Nitish Katara murder: Trial judges erred in law while convicting Yadav cousins, says Delhi HC
Lambasting trial courts for not examining circumstances in totality to arrive at an appropriate punishment for killers of Nitish Katara, Delhi High Court on Friday said the trial judges have overlooked well- settled principles and erred in law.
New Delhi: Lambasting trial courts for not examining circumstances in totality to arrive at an appropriate punishment for killers of Nitish Katara, Delhi High Court on Friday said the trial judges have overlooked well- settled principles and erred in law.
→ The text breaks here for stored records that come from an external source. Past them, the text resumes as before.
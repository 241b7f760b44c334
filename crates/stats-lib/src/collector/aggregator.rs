//! Fan-in and lifecycle control
//!
//! The aggregator is the single owner of all coordination state: which
//! monitors are still active and the output sink. It consumes events from
//! every stream reader and stops when the last monitor finishes or when
//! shutdown is requested, whichever it observes first.

use super::{MonitorEvent, MonitorOutcome};
use crate::calculator;
use crate::error::{PipelineError, SinkError};
use crate::models::{ContainerRef, MonitorState, PlatformTag, RawSnapshot};
use crate::observability::{CollectorMetrics, StructuredLogger};
use crate::sink::{OutputSink, HEADER};
use std::collections::HashMap;
use std::fmt;
use std::future::Future;
use std::sync::Arc;
use std::time::Instant;
use tokio::sync::mpsc;
use tracing::{debug, info, warn};

/// Why the aggregator stopped
#[derive(Debug, Clone, Copy, PartialEq, Eq)]
pub enum RunOutcome {
    AllMonitorsDone,
    ShutdownRequested,
}

impl fmt::Display for RunOutcome {
    fn fmt(&self, f: &mut fmt::Formatter<'_>) -> fmt::Result {
        match self {
            Self::AllMonitorsDone => f.write_str("all monitors finished"),
            Self::ShutdownRequested => f.write_str("shutdown requested"),
        }
    }
}

/// Totals for one collection run
#[derive(Debug, Clone, PartialEq, Eq)]
pub struct RunSummary {
    pub outcome: RunOutcome,
    pub records_written: u64,
    pub completed: usize,
    pub failed: usize,
}

/// Merges reader events into the output sink and tracks monitor lifecycle
pub struct Aggregator<S> {
    sink: S,
    human_readable: bool,
    events: mpsc::Receiver<MonitorEvent>,
    monitors: HashMap<String, MonitorState>,
    active: usize,
    metrics: CollectorMetrics,
    logger: StructuredLogger,
}

impl<S: OutputSink> Aggregator<S> {
    /// Create an aggregator expecting one completion per container
    pub fn new(
        sink: S,
        events: mpsc::Receiver<MonitorEvent>,
        containers: &[Arc<ContainerRef>],
    ) -> Self {
        let monitors: HashMap<String, MonitorState> = containers
            .iter()
            .map(|c| (c.id.clone(), MonitorState::Active))
            .collect();
        let active = monitors.len();

        Self {
            sink,
            human_readable: false,
            events,
            monitors,
            active,
            metrics: CollectorMetrics::new(),
            logger: StructuredLogger::new("unknown"),
        }
    }

    pub fn human_readable(mut self, human_readable: bool) -> Self {
        self.human_readable = human_readable;
        self
    }

    pub fn logger(mut self, logger: StructuredLogger) -> Self {
        self.logger = logger;
        self
    }

    /// Number of monitors that have not reported completion yet
    #[cfg(test)]
    pub(crate) fn active(&self) -> usize {
        self.active
    }

    /// Write the header, then process events until termination.
    ///
    /// Termination happens exactly once. When shutdown and the final
    /// completion are ready at the same time, either may be picked (the
    /// select is unbiased); the summary's outcome records which one was.
    /// Events still queued at termination are not processed.
    pub async fn run<F>(mut self, shutdown: F) -> Result<RunSummary, PipelineError>
    where
        F: Future<Output = ()>,
    {
        self.sink.write_header(&HEADER)?;
        self.sink.flush()?;
        self.metrics.set_monitors_active(self.active);

        tokio::pin!(shutdown);
        let mut records_written = 0u64;

        let outcome = if self.active == 0 {
            info!("No containers to monitor");
            RunOutcome::AllMonitorsDone
        } else {
            loop {
                tokio::select! {
                    _ = &mut shutdown => {
                        info!(active = self.active, "Shutdown requested, stopping aggregation");
                        break RunOutcome::ShutdownRequested;
                    }
                    event = self.events.recv() => match event {
                        Some(MonitorEvent::SnapshotArrived { container, platform, snapshot }) => {
                            self.write_record(&container, platform, &snapshot)?;
                            records_written += 1;
                        }
                        Some(MonitorEvent::MonitorDone { container_id, outcome }) => {
                            if self.finish_monitor(&container_id, &outcome) == 0 {
                                break RunOutcome::AllMonitorsDone;
                            }
                        }
                        None => {
                            // Readers always report completion unless they panicked
                            warn!(active = self.active, "All stream readers exited without reporting completion");
                            break RunOutcome::AllMonitorsDone;
                        }
                    }
                }
            }
        };

        Ok(self.summary(outcome, records_written))
    }

    fn write_record(
        &mut self,
        container: &ContainerRef,
        platform: PlatformTag,
        snapshot: &RawSnapshot,
    ) -> Result<(), SinkError> {
        let start = Instant::now();
        let record = calculator::calculate(container, platform, snapshot);

        self.sink.write(&record, self.human_readable)?;
        self.sink.flush()?;

        self.metrics.inc_records_written();
        self.metrics
            .observe_sink_write(start.elapsed().as_secs_f64());
        Ok(())
    }

    /// Record a monitor's completion; returns the remaining active count
    fn finish_monitor(&mut self, container_id: &str, outcome: &MonitorOutcome) -> usize {
        match self.monitors.get_mut(container_id) {
            Some(state) if *state == MonitorState::Active => {
                *state = outcome.state();
                self.active -= 1;
                self.metrics.set_monitors_active(self.active);
                self.logger
                    .log_monitor_done(container_id, outcome, self.active);
            }
            Some(state) => {
                debug!(container_id = %container_id, state = ?state, "Ignoring repeated completion");
            }
            None => {
                warn!(container_id = %container_id, "Ignoring completion for unknown container");
            }
        }
        self.active
    }

    fn summary(&self, outcome: RunOutcome, records_written: u64) -> RunSummary {
        let count = |wanted: MonitorState| {
            self.monitors
                .values()
                .filter(|&&state| state == wanted)
                .count()
        };

        RunSummary {
            outcome,
            records_written,
            completed: count(MonitorState::Completed),
            failed: count(MonitorState::Failed),
        }
    }
}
A special bench of justices Gita Mittal and J R Midha said just because the conviction rested on circumstantial evidence was not a sufficient ground for not imposing the death sentence and the trial judges have "misdirected" themselves.
"We find that the trial judges have considered each of the circumstances pointed out by the defence singularly and not examined these circumstances cumulatively to impose an appropriate sentence. This is contrary to law.
"The trial judges have also not considered the aspect of remorse and repentance which was completely lacking on the part of the defendants in the present case. Both the trial judges have overlooked these well-settled principles and erred in law," the bench said.
Vikas and Vishal Yadav were found guilty by the trial Court and awarded life sentence on 30 May 2008.
Third convict Sukhdev Pehalwan, who was absconding for three years after the crime, was separately tried and sentenced to life by a Delhi another trial court judge on July 12, 2011.
The High Court said medical evidence revealed that only a single injury resulted in death of Nitish and this fact was taken as a "mitigating circumstance" by the trial judges, is completely unacceptable.
"The fact that the three defendants were able to achieve what they wanted with the single injury cannot be considered a mitigating circumstance by any measure but must count as an aggravating circumstance. The trial judges have completely ignored the relevant and material fact that the blow was deliberate and premeditated and carefully inflicted on the vital part of the body.
"The surrounding facts and circumstances of this case have also not been considered. The single blow has been dealt with in isolation and treated as a mitigating circumstance which is contrary to law and erroneous in the facts and circumstances of this case," the bench said.